A suspensão temporária das patentes não implica, obrigatoriamente, em perda total de receita por parte dos laboratórios. Sobre a mesa da OMC está uma série de propostas, o que significa que poderá ser encontrado um caminho que permita dar um fim à tragédia que se abateu sobre o mundo em menor tempo possível.
A diretora-geral da OMC, Ngozi Okonjo-Iweala, tem claro que há condições para construir um acordo que atenda a todos. “Estou firmemente convencida de que, uma vez que possamos sentar com um texto real diante de nós, encontraremos um caminho pragmático a seguir”, disse ela em uma reunião do Conselho Geral da organização.
As negociações não serão fáceis, considerando as divergências sobre o tema.
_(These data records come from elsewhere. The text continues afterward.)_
//! Multi-turn campaigns driven through player actions.

use ops_core::actions::{apply_action, PlayerAction};
use ops_core::campaign::Campaign;
use ops_core::components::{AgentId, AgentState, Assignment};
use ops_core::data::Catalog;
use ops_core::factions::FactionId;
use ops_core::math::Fixed;
use ops_core::missions::MissionSiteState;
use ops_core::random::{RandomSource, RollChannel};
use ops_core::state::GameState;
use ops_core::turn::advance_turn;
use ops_core::validation::validate_invariants;
use ops_test_utils::determinism::{find_first_divergence, verify_campaign_determinism};
use ops_test_utils::fixtures::{self, fixed, fixed_str};

/// A state with three agents deployed to a Red Dawn member site.
fn deployed_state(catalog: &Catalog, skill: i64, damage: i64) -> GameState {
    let mut state = fixtures::initial_state();
    for id in 1..=3 {
        let actor = &mut state.agent_mut(AgentId(id)).unwrap().actor;
        actor.skill = fixed(skill);
        actor.weapon = ops_core::components::Weapon::new(damage);
    }
    let site = state
        .spawn_mission_site(catalog, "apprehend-red-dawn-member")
        .unwrap();
    apply_action(
        &mut state,
        catalog,
        &PlayerAction::DeployAgents {
            site,
            agents: vec![AgentId(1), AgentId(2), AgentId(3)],
        },
    )
    .unwrap();
    state
}

#[test]
fn test_deployed_squad_wins_and_collects_rewards() {
    let catalog = fixtures::catalog();
    let mut state = deployed_state(&catalog, 300, 60);
    let money = state.money;
    let funding = state.funding;
    let upkeep = 4 * state.rules.agent_upkeep_cost;
    let threat = state.factions[0].threat_level;
    let increase = state.factions[0].threat_increase;
    assert_eq!(state.factions[0].id, FactionId::RedDawn);

    let mut rng = RandomSource::seeded(21);
    rng.set(RollChannel::ContestRoll, 1.0).unwrap();
    rng.set(RollChannel::DamageRoll, 1.0).unwrap();
    let report = advance_turn(&mut state, &catalog, &mut rng).unwrap();

    let outcome = &report.missions[0];
    assert_eq!(outcome.state, MissionSiteState::Successful);
    assert_eq!(outcome.battle.rounds, 1);
    assert!(outcome.agents_kia.is_empty());
    assert_eq!(state.mission_sites[0].state, MissionSiteState::Successful);

    for id in 1..=3 {
        let agent = state.agent(AgentId(id)).unwrap();
        assert_eq!(agent.state, AgentState::Available);
        assert_eq!(agent.missions_total, 1);
        assert!(agent.actor.skill > fixed(300));
    }

    assert_eq!(state.money, money + funding - upkeep + 50);
    assert_eq!(report.assets.mission_money, 50);
    assert_eq!(state.intel, 10);
    assert_eq!(report.panic.mission_reduction, fixed_str("0.0005"));
    // Threat grows, then the reward removes 0.001 and adds 0.002 suppression
    assert_eq!(
        state.factions[0].threat_level,
        threat + increase - fixed_str("0.001")
    );
    assert_eq!(state.factions[0].suppression, fixed_str("0.002"));
}

#[test]
fn test_hopeless_squad_fails_mission() {
    let catalog = fixtures::catalog();
    let mut state = deployed_state(&catalog, 0, 1);
    let report = advance_turn(&mut state, &catalog, &mut RandomSource::seeded(4)).unwrap();

    let outcome = &report.missions[0];
    assert_eq!(outcome.state, MissionSiteState::Failed);
    assert!(outcome.rewards.is_none());
    assert_eq!(report.assets.mission_money, 0);
    for id in 1..=3 {
        let agent = state.agent(AgentId(id)).unwrap();
        assert!(!matches!(agent.assignment, Assignment::MissionSite(_)));
    }
    assert!(validate_invariants(&state).is_ok());
}

#[test]
fn test_turns_are_monotonic_and_roster_only_grows() {
    let catalog = fixtures::catalog();
    let mut state = fixtures::debug_state();
    let mut rng = RandomSource::seeded(99);

    for _ in 0..30 {
        let turn = state.turn;
        let roster = state.agents.len();
        let terminated: Vec<AgentId> = state
            .agents
            .iter()
            .filter(|a| a.state == AgentState::Terminated)
            .map(|a| a.id)
            .collect();

        let report = advance_turn(&mut state, &catalog, &mut rng).unwrap();
        assert_eq!(state.turn, turn + 1);
        assert_eq!(report.turn, state.turn);
        assert!(state.agents.len() >= roster);
        for id in terminated {
            assert_eq!(state.agent(id).unwrap().state, AgentState::Terminated);
        }
        assert!(!state.panic.is_negative());
    }
}

#[test]
fn test_same_seed_same_campaign() {
    let catalog = fixtures::catalog();
    let state = deployed_state(&catalog, 110, 12);

    verify_campaign_determinism(&state, &catalog, 1234, 4, 12).assert_deterministic();
    assert_eq!(find_first_divergence(&state, &catalog, 1234, 12), None);
}

#[test]
fn test_same_overrides_same_report() {
    let catalog = fixtures::catalog();
    let state = deployed_state(&catalog, 120, 14);

    let run = || {
        let mut state = state.clone();
        let mut rng = RandomSource::seeded(77);
        rng.set(RollChannel::TargetSelfRemoval, 0.3).unwrap();
        advance_turn(&mut state, &catalog, &mut rng).unwrap()
    };
    assert_eq!(run(), run());
}

#[test]
fn test_campaign_hire_then_undo() {
    let catalog = fixtures::catalog();
    let mut campaign = Campaign::new(fixtures::initial_state(), catalog, RandomSource::seeded(5));
    let hire_cost = campaign.state().rules.agent_hire_cost;
    let money = campaign.state().money;
    let funding = campaign.state().funding;
    let upkeep = campaign.state().rules.agent_upkeep_cost;

    campaign.apply(&PlayerAction::HireAgent).unwrap();
    assert_eq!(campaign.state().pending_hire_cost, hire_cost);

    let report = campaign.advance_turn().unwrap();
    assert_eq!(report.assets.hire_costs, hire_cost);
    // Upkeep covers the new hire as well
    assert_eq!(campaign.state().money, money + funding - 5 * upkeep - hire_cost);
    assert_eq!(campaign.state().agents.len(), 5);
    assert_eq!(
        campaign.state().agent(AgentId(5)).unwrap().state,
        AgentState::Available
    );

    assert!(campaign.undo().unwrap());
    assert!(campaign.undo().unwrap());
    assert_eq!(campaign.state().agents.len(), 4);
    assert_eq!(campaign.state().money, money);
    assert_eq!(campaign.state().panic, Fixed::ZERO);
}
Apesar do reconhecimento de que é preciso fazer alguma coisa para acelerar a produção, fornecimento e acesso a vacinas, para muitos, a abertura de segredos de invenções de empresas, altamente complexos, não ajudaria a expandir o fornecimento global de vacinas, além de prejudicar a inovação.
Anthony S. Fauci, principal conselheiro médico de Biden para a pandemia, tem defendido que as farmacêuticas devem agir, seja expandindo sua capacidade de manufatura para abastecer outras nações a "um preço extremamente reduzido" ou transferindo sua tecnologia para permitir que o mundo em desenvolvimento faça cópias baratas.
“Eu sempre respeito as necessidades das empresas de proteger seus interesses para mantê-las no negócio, mas não podemos fazer isso completamente às custas de não permitir que a vacina que salva vidas chegue às pessoas que dela precisam”, disse Fauci.
A proposta da Índia e da África do Sul, que atualmente conta com o apoio de mais de 100 países, permitiria que as empresas farmacêuticas de outros países produzissem ou importassem cópias genéricas baratas de vacinas. Os defensores dizem que um acordo sobre as patentes liberaria os inovadores em outros países para buscar suas próprias vacinas contra o coronavírus sem receio de processos de violação de proteções de propriedade intelectual.